Chapter 7 - Ulysses’ Compass

The chapter began with the problem of overfitting, a universal phenomenon by which models with more parameters fit a sample better, even when the additional parameters are meaningless. Two common tools were introduced to address overfitting: regularizing priors and estimates of out-of-sample accuracy (WAIC and PSIS). Regularizing priors reduce overfitting during estimation, and WAIC and PSIS help estimate the degree of overfitting. Practical functions compare in the rethinking package were introduced to help analyze collections of models fit to the same data. If you are after causal estimates, then these tools will mislead you. So models must be designed through some other method, not selected on the basis of out-of-sample predictive accuracy. But any causal estimate will still overfit the sample. So you always have to worry about overfitting, measuring it with WAIC/PSIS and reducing it with regularization.

Place each answer inside the code chunk (grey box). The code chunks should contain a text response or a code that completes/answers the question or activity requested. Problems are labeled Easy (E), Medium (M), and Hard(H).

Finally, upon completion, name your final output .html file as: YourName_ANLY505-Year-Semester.html and publish the assignment to your R Pubs account and submit the link to Canvas. Each question is worth 5 points.

Questions

7E1. State the three motivating criteria that define information entropy. Try to express each in your own words.

# 1. Information entropy. Uncertainty should be measured on a continuous scale with spacing between adjacent values being consistent.
# 2. Uncertainty should increase with possibilities.Such as number of events.
# 3. Uncertainty should be additive for independent events and not depend on how these events are segregated.

7E2. Suppose a coin is weighted such that, when it is tossed and lands on a table, it comes up heads 70% of the time. What is the entropy of this coin?

p <- 0.7
prob <- c(p, 1-p)
(H <- -sum(prob*log(prob)))
## [1] 0.6108643

7E3. Suppose a four-sided die is loaded such that, when tossed onto a table, it shows “1” 20%, “2” 25%, “3” 25%, and “4” 30% of the time. What is the entropy of this die?

prob <- c(0.20, 0.25, 0.25, 0.30)
(H <- -sum(prob*log(prob)))
## [1] 1.376227

7E4. Suppose another four-sided die is loaded such that it never shows “4”. The other three sides show equally often. What is the entropy of this die?

prob <- c(1/3, 1/3, 1/3)
(H <- -sum(prob*log(prob)))
## [1] 1.098612

7M1. Write down and compare the definitions of AIC and WAIC. Which of these criteria is most general? Which assumptions are required to transform the more general criterion into a less general one?

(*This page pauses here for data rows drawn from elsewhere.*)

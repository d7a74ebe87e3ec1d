//! HTTP error handling and response types.

use axum::{
    http::StatusCode,
    response::{IntoResponse, Response},
    Json,
};
use serde::{Deserialize, Serialize};

use crate::db::repository::{ErrorKind, RepositoryError};

/// API error response body.
#[derive(Debug, Clone, Serialize, Deserialize)]
pub struct ApiError {
    /// Error code for programmatic handling
    pub code: String,
    /// Human-readable error message
    pub message: String,
    /// Optional additional details
    #[serde(skip_serializing_if = "Option::is_none")]
    pub details: Option<String>,
}

impl ApiError {
    pub fn new(code: impl Into<String>, message: impl Into<String>) -> Self {
        Self {
            code: code.into(),
            message: message.into(),
            details: None,
        }
    }

    pub fn with_details(mut self, details: impl Into<String>) -> Self {
        self.details = Some(details.into());
        self
    }
}

/// Application error type for HTTP handlers.
#[derive(Debug)]
pub enum AppError {
    /// Invalid request (validation error)
    BadRequest(String),
    /// Internal server error
    Internal(String),
    /// Repository error
    Repository(RepositoryError),
}

impl AppError {
    pub fn status(&self) -> StatusCode {
        match self {
            AppError::BadRequest(_) => StatusCode::BAD_REQUEST,
            AppError::Internal(_) => StatusCode::INTERNAL_SERVER_ERROR,
            AppError::Repository(e) => match e.kind() {
                ErrorKind::Connection => StatusCode::SERVICE_UNAVAILABLE,
                _ => StatusCode::INTERNAL_SERVER_ERROR,
            },
        }
    }

    fn to_api_error(&self) -> ApiError {
        match self {
            AppError::BadRequest(msg) => ApiError::new("BAD_REQUEST", msg.clone()),
            AppError::Internal(msg) => ApiError::new("INTERNAL_ERROR", msg.clone()),
            AppError::Repository(e) => {
                let code = match e.kind() {
                    ErrorKind::Connection => "CONNECTION_ERROR",
                    ErrorKind::Query => "QUERY_ERROR",
                    ErrorKind::Configuration | ErrorKind::Internal => "INTERNAL_ERROR",
                };
                let error = ApiError::new(code, e.message());
                match e.context().operation {
                    Some(ref op) => error.with_details(format!("operation={}", op)),
                    None => error,
                }
            }
        }
    }
}

impl IntoResponse for AppError {
    fn into_response(self) -> Response {
        let status = self.status();
        if status.is_server_error() {
            tracing::error!(status = %status, "Request failed: {:?}", self);
        }
        (status, Json(self.to_api_error())).into_response()
    }
}

impl From<RepositoryError> for AppError {
    fn from(err: RepositoryError) -> Self {
        AppError::Repository(err)
    }
}

impl From<anyhow::Error> for AppError {
    fn from(err: anyhow::Error) -> Self {
        AppError::Internal(err.to_string())
    }
}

# AIC <- D_train + 2p; where
# D_train <- in-sample training deviance
# p <- parameters count

# WAIC <- [−2(lppd−pWAIC)]; where
# lppd <- in-sample training deviance
# pWAIC (the penalty term) <- sum of variance in log-likelihood for every observation

# WAIC criteria is the most general

# To transform WAIC into AIC:
# Assume posterior distribution is Gaussian.
# Assume flat priors.

7M2. Explain the difference between model selection and model comparison. What information is lost under model selection?

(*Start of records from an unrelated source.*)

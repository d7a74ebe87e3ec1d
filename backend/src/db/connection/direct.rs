use log::debug;
use parking_lot::Mutex;

use super::{ConnectionProvider, Endpoint, ProviderState};
use crate::db::repository::RepositoryResult;

/// Provider for a database host reachable without a tunnel.
#[derive(Debug)]
pub struct DirectProvider {
    endpoint: Endpoint,
    state: Mutex<ProviderState>,
}

impl DirectProvider {
    pub fn new(endpoint: Endpoint) -> Self {
        Self {
            endpoint,
            state: Mutex::new(ProviderState::Open),
        }
    }
}

impl ConnectionProvider for DirectProvider {
    fn acquire(&self) -> RepositoryResult<Endpoint> {
        let mut state = self.state.lock();
        if *state != ProviderState::Open {
            debug!("Re-opening direct provider for {}", self.endpoint);
            *state = ProviderState::Open;
        }
        Ok(self.endpoint.clone())
    }

    fn release(&self, _endpoint: &Endpoint) {}

    fn state(&self) -> ProviderState {
        *self.state.lock()
    }

    fn shutdown(&self) {
        *self.state.lock() = ProviderState::Closed;
    }
}

#[cfg(test)]
mod tests {
    use super::*;

    #[test]
    fn test_shutdown_and_reacquire() {
        let provider = DirectProvider::new(Endpoint::new("db", 6543));
        provider.shutdown();
        assert_eq!(provider.state(), ProviderState::Closed);

        let endpoint = provider.acquire().unwrap();
        assert_eq!(endpoint.port, 6543);
        assert_eq!(provider.state(), ProviderState::Open);
        provider.release(&endpoint);
        assert_eq!(provider.state(), ProviderState::Open);
    }
}
//! HTTP server module.
//!
//! This module provides an axum-based HTTP server that serves the comparison
//! dashboard as HTML and the same data as JSON. It reuses the service layer
//! and the repository pattern from the core library.
//!
//! # Architecture
//!
//! ```text
//! ┌──────────────────────────────────────────────────────────┐
//! │  HTTP Layer (axum handlers)                               │
//! │  - Query parsing and validation                           │
//! │  - HTML rendering / JSON serialization                    │
//! │  - Compression, tracing, error mapping                    │
//! └───────────────────┬──────────────────────────────────────┘
//!                     │
//! ┌───────────────────▼──────────────────────────────────────┐
//! │  Service Layer (crate::services)                          │
//! │  - Aggregation, owner resolution, report                  │
//! └───────────────────┬──────────────────────────────────────┘
//!                     │
//! ┌───────────────────▼──────────────────────────────────────┐
//! │  Repository Layer (crate::db)                             │
//! │  - LocalRepository / PostgresRepository                   │
//! └──────────────────────────────────────────────────────────┘
//! ```

pub mod dto;
pub mod error;
pub mod handlers;
pub mod render;
pub mod router;
pub mod state;

pub use router::create_router;
pub use state::AppState;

# Model selection recommends choosing the model with the lowest information criterion value over other models, whereas model comparison takes advantage of multiple models in making predictions. Relative model accuracy is lost under model selection, as you pick only one model and completely discard the others.

7M3. When comparing models with an information criterion, why must all models be fit to exactly the same observations? What would happen to the information criterion values, if the models were fit to different numbers of observations? Perform some experiments, if you are not sure.

# Information criterion estimates prediction error. That is, it is based on deviance, and that too on sum of deviance and not on average deviance. It relatively evaluates model performance of statistical models trained on the same set of data. 
# Now if a models are trained on different number of observations, model with higher number of observations will have higher deviance, thereby leading to incorrect comparison. 

7M4. What happens to the effective number of parameters, as measured by PSIS or WAIC, as a prior becomes more concentrated? Why? Perform some experiments, if you are not sure.

# The effective number of parameters decreases as prior becomes more concentrated.
# For WAIC, pWAIC (penalty term in WAIC) is sum of variance in log-likelihood for every observation. Now with concentrated priors, that likelihood too will be more concentrated thereby reducing the variance and pWAIC.

7M5. Provide an informal explanation of why informative priors reduce overfitting.

# Informative priors restrict the model. Extreme parameter values do not get assigned a higher posterior probability. As a result, extreme parameter values do not corrupt the model and it does not overfit on its training data.

7M6. Provide an informal explanation of why overly informative priors result in underfitting.

# Overly informative priors restrict the model to an extent that EVEN the correct parameter values are not assigned a high posterior probability. As a result, the model remains underfitting.